Plethora: A Wide-Area Read-Write Storage Repository Design Goals, Objectives, and Applications Suresh Jagannathan, Christoph Hoffmann, Ananth Grama Computer Sciences, Purdue University.
Plethora: Design Goals ● To build a wide-area read-write object repository from semi-static peers for supporting a single seamless distributed storage resource. ● To support desirable features of end-user performance, global resource utilization, robustness, and application support.
Plethora: Motivation ● A number of applications require: – Large aggregate storage; – Supporting distributed access to data; – Collaborative operations on shared datasets; – Content-based retrieval; – Distributed services infrastructure; and – High degree of availability and robustness. Such applications motivate design decisions in Plethora.
Trends in Storage Software
Sample Applications: GriPhyN ● The Grid Physics Network (GriPhyN) is a classic example of a large dataset that is accessed by a number of people. ● Data is generated at the rate of roughly 1 PB/year in the form of high-energy physics experiment readouts (each experiment corresponds to roughly a MB of data). ● Researchers across the world access selected experiments.
Sample Applications: GriPhyN Tier 0 is the data source (in this case CERN), tier 1 is a national center (Fermi Labs), tier 2 are regional centers, tier 3 consists of workgroup servers, tier 4 are individual desktops.
Sample Application: Collaborative Design ● The volume of data associated with typical product lifecycle stages (concept, design, analysis, manufacturing, and field support) grows exponentially. ● At the same time, the need for effective data access, sharing, capture, and protection becomes increasingly important. ● Scalable and distributed solutions to these problems are critical components of PLM.
Sample Application: Collaborative Design ● Desirable Characteristics: – Complexity and Interoperability – Distributed Design Collaboration – Reuse and Versioning – Availability – Performance
Collaborative Design: State-of-the-art Source:
Collaborative Design: State-of-the-art ● Client-server model ideal for local area environments. Does not scale to larger number of installations. ● Mechanisms for availability rely on conventional mechanisms such as snapshots. These do not facilitate real-time recovery or account for network failures. ● Minimal support for end-user performance in terms of client-side support. ● Little or no support in terms of content-based location, application-specific consistency mechanisms, versioning techniques.
Plethora: System Overview ● Plethora Routing Core: Routing data requests to appropriate sites. ● Robustness: Novel erasure coding schemes. ● Versioning Semantics: Supporting read-write access efficiently and data reuse over wide- area networks. ● Content-based Location and Placement: Routing queries on content.
Plethora Routing Core ● Design goals: reliability, performance, end- user latency. – Locality enhancing multi-level overlays of participating sites. – Efficient caching techniques for end-user latency. – Network maintenance via redundant overlay links and real time monitoring and updation.
Plethora: Robustness ● Novel erasure coding techniques: – Conventional (n,m) techniques can reconstruct data if any m of n total data blocks can be accessed. – These techniques are resilient to multiple network and disk failures. – These techniques, however, have considerable communication and computing overhead for block updates, block reconstruction, and for reconstituting the code. – Plethora relies on novel codes that minimize these overheads.
Plethora: Versioning Semantics ● Scaling to wide-area systems require alternate concurrent data access semantics.
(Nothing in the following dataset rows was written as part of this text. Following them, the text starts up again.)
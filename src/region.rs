//! The pixel rectangle a figure occupies on its surface.

use crate::error::{Error, Result};
use crate::geometry::{Point, Rect};

/// Inset reserved around the plot area for decoration, in pixels.
pub const DEFAULT_GAP: f64 = 30.0;

/// A figure's pixel rectangle plus the inset kept for axis decoration.
///
/// The full rectangle is the figure's *bound*; the bound shrunk by `gap` on
/// every side is the *plot area*.
#[derive(Debug, Clone, Copy, PartialEq)]
#[cfg_attr(feature = "serde", derive(serde::Serialize, serde::Deserialize))]
#[cfg_attr(feature = "serde", serde(try_from = "RegionFields"))]
pub struct Region {
    x0: f64,
    y0: f64,
    width: f64,
    height: f64,
    gap: f64,
}

/// Unvalidated wire form of [`Region`]; deserialization goes through
/// [`Region::new`].
#[cfg(feature = "serde")]
#[derive(serde::Deserialize)]
#[serde(deny_unknown_fields)]
struct RegionFields {
    x0: f64,
    y0: f64,
    width: f64,
    height: f64,
    #[serde(default = "default_gap")]
    gap: f64,
}

#[cfg(feature = "serde")]
fn default_gap() -> f64 {
    DEFAULT_GAP
}

#[cfg(feature = "serde")]
impl TryFrom<RegionFields> for Region {
    type Error = Error;

    fn try_from(fields: RegionFields) -> Result<Self> {
        Self::new(fields.x0, fields.y0, fields.width, fields.height, fields.gap)
    }
}

impl Region {
    /// Create a region.
    ///
    /// # Errors
    ///
    /// Returns [`Error::InvalidRegion`] if the plot area would be empty or a
    /// value is not finite.
    pub fn new(x0: f64, y0: f64, width: f64, height: f64, gap: f64) -> Result<Self> {
        let region = Self { x0, y0, width, height, gap };
        region.validate()?;
        Ok(region)
    }

    /// Region at the surface origin with the default gap.
    ///
    /// # Errors
    ///
    /// See [`Region::new`].
    pub fn sized(width: f64, height: f64) -> Result<Self> {
        Self::new(0.0, 0.0, width, height, DEFAULT_GAP)
    }

    fn validate(&self) -> Result<()> {
        let finite = [self.x0, self.y0, self.width, self.height, self.gap]
            .iter()
            .all(|v| v.is_finite());
        if !finite || self.gap < 0.0 || self.plot_width() <= 0.0 || self.plot_height() <= 0.0 {
            return Err(Error::InvalidRegion {
                width: self.width,
                height: self.height,
                gap: self.gap,
            });
        }
        Ok(())
    }

    /// Left edge of the bound.
    #[must_use]
    pub fn x0(&self) -> f64 {
        self.x0
    }

    /// Top edge of the bound.
    #[must_use]
    pub fn y0(&self) -> f64 {
        self.y0
    }

    /// Full width including the gap.
    #[must_use]
    pub fn width(&self) -> f64 {
        self.width
    }

    /// Full height including the gap.
    #[must_use]
    pub fn height(&self) -> f64 {
        self.height
    }

    /// Decoration inset.
    #[must_use]
    pub fn gap(&self) -> f64 {
        self.gap
    }

    /// Plot area width.
    #[must_use]
    pub fn plot_width(&self) -> f64 {
        self.width - 2.0 * self.gap
    }

    /// Plot area height.
    #[must_use]
    pub fn plot_height(&self) -> f64 {
        self.height - 2.0 * self.gap
    }

    /// The full pixel bound.
    #[must_use]
    pub fn bound(&self) -> Rect {
        Rect::new(self.x0, self.y0, self.width, self.height)
    }

    /// The bound shrunk by the gap on every side.
    #[must_use]
    pub fn plot_area(&self) -> Rect {
        Rect::new(self.x0 + self.gap, self.y0 + self.gap, self.plot_width(), self.plot_height())
    }

    /// Whether `point` falls within the plot area horizontally and vertically,
    /// reported per axis.
    #[must_use]
    pub fn visible_axes(&self, point: Point) -> (bool, bool) {
        let plot = self.plot_area();
        (
            point.x >= plot.left() && point.x <= plot.right(),
            point.y >= plot.top() && point.y <= plot.bottom(),
        )
    }

    /// Copy with a new size.
    ///
    /// # Errors
    ///
    /// See [`Region::new`].
    pub fn resized(&self, width: f64, height: f64) -> Result<Self> {
        Self::new(self.x0, self.y0, width, height, self.gap)
    }

    /// Copy with a new origin.
    ///
    /// # Errors
    ///
    /// See [`Region::new`].
    pub fn moved(&self, x0: f64, y0: f64) -> Result<Self> {
        Self::new(x0, y0, self.width, self.height, self.gap)
    }

    /// Copy with a new gap.
    ///
    /// # Errors
    ///
    /// See [`Region::new`].
    pub fn with_gap(&self, gap: f64) -> Result<Self> {
        Self::new(self.x0, self.y0, self.width, self.height, gap)
    }
}

#[cfg(test)]
mod tests {
    use super::*;

    #[test]
    fn test_plot_area() {
        let region = Region::new(10.0, 20.0, 300.0, 200.0, 30.0).unwrap();
        assert_eq!(region.plot_area(), Rect::new(40.0, 50.0, 240.0, 140.0));
        assert_eq!(region.bound(), Rect::new(10.0, 20.0, 300.0, 200.0));
    }

    #[test]
    fn test_gap_swallowing_region_rejected() {
        assert!(matches!(
            Region::new(0.0, 0.0, 60.0, 300.0, 30.0),
            Err(Error::InvalidRegion { .. })
        ));
        assert!(Region::new(0.0, 0.0, 100.0, 100.0, -1.0).is_err());
        assert!(Region::new(f64::NAN, 0.0, 100.0, 100.0, 0.0).is_err());
    }

    #[cfg(feature = "serde")]
    #[test]
    fn test_deserialize_validates() {
        let region: Region =
            serde_json::from_str(r#"{ "x0": 0, "y0": 0, "width": 300, "height": 200 }"#).unwrap();
        assert_eq!(region.gap(), DEFAULT_GAP);
        assert_eq!(region.plot_width(), 240.0);

        let bad = r#"{ "x0": 0, "y0": 0, "width": 40, "height": 200, "gap": 30 }"#;
        assert!(serde_json::from_str::<Region>(bad).is_err());
    }

    #[test]
    fn test_visible_axes() {
        let region = Region::sized(300.0, 300.0).unwrap();
        assert_eq!(region.visible_axes(Point::new(150.0, 150.0)), (true, true));
        assert_eq!(region.visible_axes(Point::new(10.0, 150.0)), (false, true));
        assert_eq!(region.visible_axes(Point::new(150.0, 290.0)), (true, false));
    }

    #[test]
    fn test_resized_keeps_origin_and_gap() {
        let region = Region::new(5.0, 5.0, 100.0, 100.0, 10.0).unwrap();
        let bigger = region.resized(200.0, 120.0).unwrap();
        assert_eq!(bigger.x0(), 5.0);
        assert_eq!(bigger.gap(), 10.0);
        assert_eq!(bigger.plot_width(), 180.0);
    }
}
Plethora relies on versioning semantics to facilitate performance. – Each access is to a version of an object. – Updates to objects are not reflected globally unless they are committed. – The resulting version tree for each object can be reconciled in an application specific manner. ● Versioning systems are ideally suited to high latency environment with real-time applications. They also facilitate version-based data reuse.
Plethora: Content-Based Location ● Content-based location is critical for supporting design applications. – Each data object has keys corresponding to searchable attributes installed in the Plethora routing core (keys are derived using conventional hashing techniques). – The routing core is then used to route queries generated at clients (using the same hash function) to locate data objects. – By giving applications the ability to install keys, powerful content-based searching capability supported by Plethora.
Plethora: Deliverables ● Fully functional Plethora client. ● Extensive system-level and application-level scaling studies and performance characterization (simulations and deployment). ● Sample applications demonstrating large storage capabilities, access performance, collaboration facilities, and mobile applications that maximize value for sponsor.